> Stored data entries:

*** Block opens ***

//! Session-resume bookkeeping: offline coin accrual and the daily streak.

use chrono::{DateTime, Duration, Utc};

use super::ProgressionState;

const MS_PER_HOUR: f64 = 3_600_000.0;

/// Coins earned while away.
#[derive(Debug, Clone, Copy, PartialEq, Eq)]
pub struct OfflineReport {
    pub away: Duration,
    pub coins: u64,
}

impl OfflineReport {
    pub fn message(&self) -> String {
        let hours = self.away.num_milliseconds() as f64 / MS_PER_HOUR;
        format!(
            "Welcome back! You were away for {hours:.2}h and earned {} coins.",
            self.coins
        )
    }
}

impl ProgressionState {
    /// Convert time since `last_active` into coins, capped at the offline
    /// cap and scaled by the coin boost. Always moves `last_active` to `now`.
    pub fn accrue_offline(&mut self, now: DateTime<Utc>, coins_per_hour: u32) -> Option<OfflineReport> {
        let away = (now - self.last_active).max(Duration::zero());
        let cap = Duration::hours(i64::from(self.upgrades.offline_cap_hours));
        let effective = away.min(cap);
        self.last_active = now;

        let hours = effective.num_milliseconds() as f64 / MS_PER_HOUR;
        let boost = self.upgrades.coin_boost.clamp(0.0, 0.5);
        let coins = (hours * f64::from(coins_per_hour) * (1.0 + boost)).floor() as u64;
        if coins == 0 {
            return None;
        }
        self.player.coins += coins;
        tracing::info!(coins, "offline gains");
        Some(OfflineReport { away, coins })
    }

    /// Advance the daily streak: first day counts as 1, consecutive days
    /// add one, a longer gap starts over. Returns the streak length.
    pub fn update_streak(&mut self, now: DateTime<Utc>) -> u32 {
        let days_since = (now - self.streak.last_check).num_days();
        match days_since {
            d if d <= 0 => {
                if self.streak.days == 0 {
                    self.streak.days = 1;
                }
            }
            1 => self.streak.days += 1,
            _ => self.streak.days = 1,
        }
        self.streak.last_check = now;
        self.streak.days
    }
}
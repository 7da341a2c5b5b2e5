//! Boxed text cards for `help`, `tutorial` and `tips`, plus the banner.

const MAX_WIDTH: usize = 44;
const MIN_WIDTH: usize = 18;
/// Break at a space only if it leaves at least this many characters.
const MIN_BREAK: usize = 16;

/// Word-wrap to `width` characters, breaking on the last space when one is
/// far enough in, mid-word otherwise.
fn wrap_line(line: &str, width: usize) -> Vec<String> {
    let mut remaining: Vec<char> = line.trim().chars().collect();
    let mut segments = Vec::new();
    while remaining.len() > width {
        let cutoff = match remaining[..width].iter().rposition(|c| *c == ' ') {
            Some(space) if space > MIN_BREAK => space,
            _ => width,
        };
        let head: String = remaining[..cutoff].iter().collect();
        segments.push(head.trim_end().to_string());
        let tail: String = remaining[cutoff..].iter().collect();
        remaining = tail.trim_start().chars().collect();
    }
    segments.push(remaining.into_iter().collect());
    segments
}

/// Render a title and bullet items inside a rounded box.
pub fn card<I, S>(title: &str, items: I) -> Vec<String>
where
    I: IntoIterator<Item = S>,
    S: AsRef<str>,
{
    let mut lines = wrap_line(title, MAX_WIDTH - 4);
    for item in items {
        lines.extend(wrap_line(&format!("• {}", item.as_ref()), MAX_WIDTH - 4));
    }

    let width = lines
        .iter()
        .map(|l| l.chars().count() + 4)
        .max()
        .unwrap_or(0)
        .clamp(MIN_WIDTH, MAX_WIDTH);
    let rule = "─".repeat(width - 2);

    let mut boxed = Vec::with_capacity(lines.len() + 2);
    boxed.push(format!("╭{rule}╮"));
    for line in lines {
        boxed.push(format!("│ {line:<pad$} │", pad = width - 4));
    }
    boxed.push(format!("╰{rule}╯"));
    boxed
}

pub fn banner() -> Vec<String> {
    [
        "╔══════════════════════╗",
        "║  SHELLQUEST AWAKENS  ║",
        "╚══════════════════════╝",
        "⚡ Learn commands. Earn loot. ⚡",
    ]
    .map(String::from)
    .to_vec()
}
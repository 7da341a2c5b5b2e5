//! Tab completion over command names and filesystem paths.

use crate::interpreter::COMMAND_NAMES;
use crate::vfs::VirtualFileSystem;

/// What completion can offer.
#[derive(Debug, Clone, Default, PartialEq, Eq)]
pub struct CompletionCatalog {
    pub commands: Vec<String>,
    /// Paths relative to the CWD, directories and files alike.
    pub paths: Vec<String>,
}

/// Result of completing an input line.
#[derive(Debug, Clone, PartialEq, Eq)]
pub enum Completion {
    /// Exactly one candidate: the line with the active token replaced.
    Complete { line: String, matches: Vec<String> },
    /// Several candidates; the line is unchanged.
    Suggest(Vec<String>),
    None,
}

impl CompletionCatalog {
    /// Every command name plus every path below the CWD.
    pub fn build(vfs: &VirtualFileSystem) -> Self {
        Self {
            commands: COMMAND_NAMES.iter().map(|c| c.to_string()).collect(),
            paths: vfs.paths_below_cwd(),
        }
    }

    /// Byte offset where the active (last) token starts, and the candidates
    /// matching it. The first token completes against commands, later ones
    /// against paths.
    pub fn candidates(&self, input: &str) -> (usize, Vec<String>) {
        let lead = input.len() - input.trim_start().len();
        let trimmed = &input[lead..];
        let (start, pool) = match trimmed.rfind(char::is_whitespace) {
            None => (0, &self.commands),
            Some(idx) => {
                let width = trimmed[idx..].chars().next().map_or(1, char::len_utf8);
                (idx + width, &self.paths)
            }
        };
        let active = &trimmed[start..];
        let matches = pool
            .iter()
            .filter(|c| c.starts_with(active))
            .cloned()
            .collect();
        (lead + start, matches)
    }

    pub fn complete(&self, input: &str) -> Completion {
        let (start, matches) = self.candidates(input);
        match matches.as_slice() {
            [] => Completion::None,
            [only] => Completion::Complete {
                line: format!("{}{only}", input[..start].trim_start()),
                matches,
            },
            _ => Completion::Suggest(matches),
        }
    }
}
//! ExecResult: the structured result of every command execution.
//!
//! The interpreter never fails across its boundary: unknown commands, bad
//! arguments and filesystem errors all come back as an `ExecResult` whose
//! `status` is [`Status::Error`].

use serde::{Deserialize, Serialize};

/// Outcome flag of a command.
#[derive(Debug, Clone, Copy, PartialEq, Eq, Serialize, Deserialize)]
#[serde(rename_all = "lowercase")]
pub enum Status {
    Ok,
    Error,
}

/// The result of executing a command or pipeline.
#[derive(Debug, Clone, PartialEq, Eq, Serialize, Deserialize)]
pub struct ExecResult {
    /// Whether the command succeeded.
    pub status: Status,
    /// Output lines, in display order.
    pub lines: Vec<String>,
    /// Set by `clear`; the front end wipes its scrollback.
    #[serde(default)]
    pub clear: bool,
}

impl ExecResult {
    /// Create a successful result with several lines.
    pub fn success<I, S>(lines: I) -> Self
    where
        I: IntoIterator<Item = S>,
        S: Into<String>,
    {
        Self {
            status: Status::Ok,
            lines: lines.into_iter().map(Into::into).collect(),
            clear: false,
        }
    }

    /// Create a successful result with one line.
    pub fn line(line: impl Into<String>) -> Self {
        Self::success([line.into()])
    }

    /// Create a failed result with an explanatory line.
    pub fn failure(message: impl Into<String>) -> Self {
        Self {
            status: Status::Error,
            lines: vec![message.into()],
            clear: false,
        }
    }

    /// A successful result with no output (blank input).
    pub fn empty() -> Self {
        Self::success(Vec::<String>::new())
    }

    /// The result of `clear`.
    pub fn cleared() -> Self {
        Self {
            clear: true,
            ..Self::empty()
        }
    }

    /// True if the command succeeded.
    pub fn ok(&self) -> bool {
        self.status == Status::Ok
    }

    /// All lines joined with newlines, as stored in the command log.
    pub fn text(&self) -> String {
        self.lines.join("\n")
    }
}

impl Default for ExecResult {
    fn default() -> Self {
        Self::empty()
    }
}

*** Block closes ***

Pull each line containing "message" from the records.

> Response to the task:
    pub fn message(&self) -> String {
    pub fn failure(message: impl Into<String>) -> Self {
            lines: vec![message.into()],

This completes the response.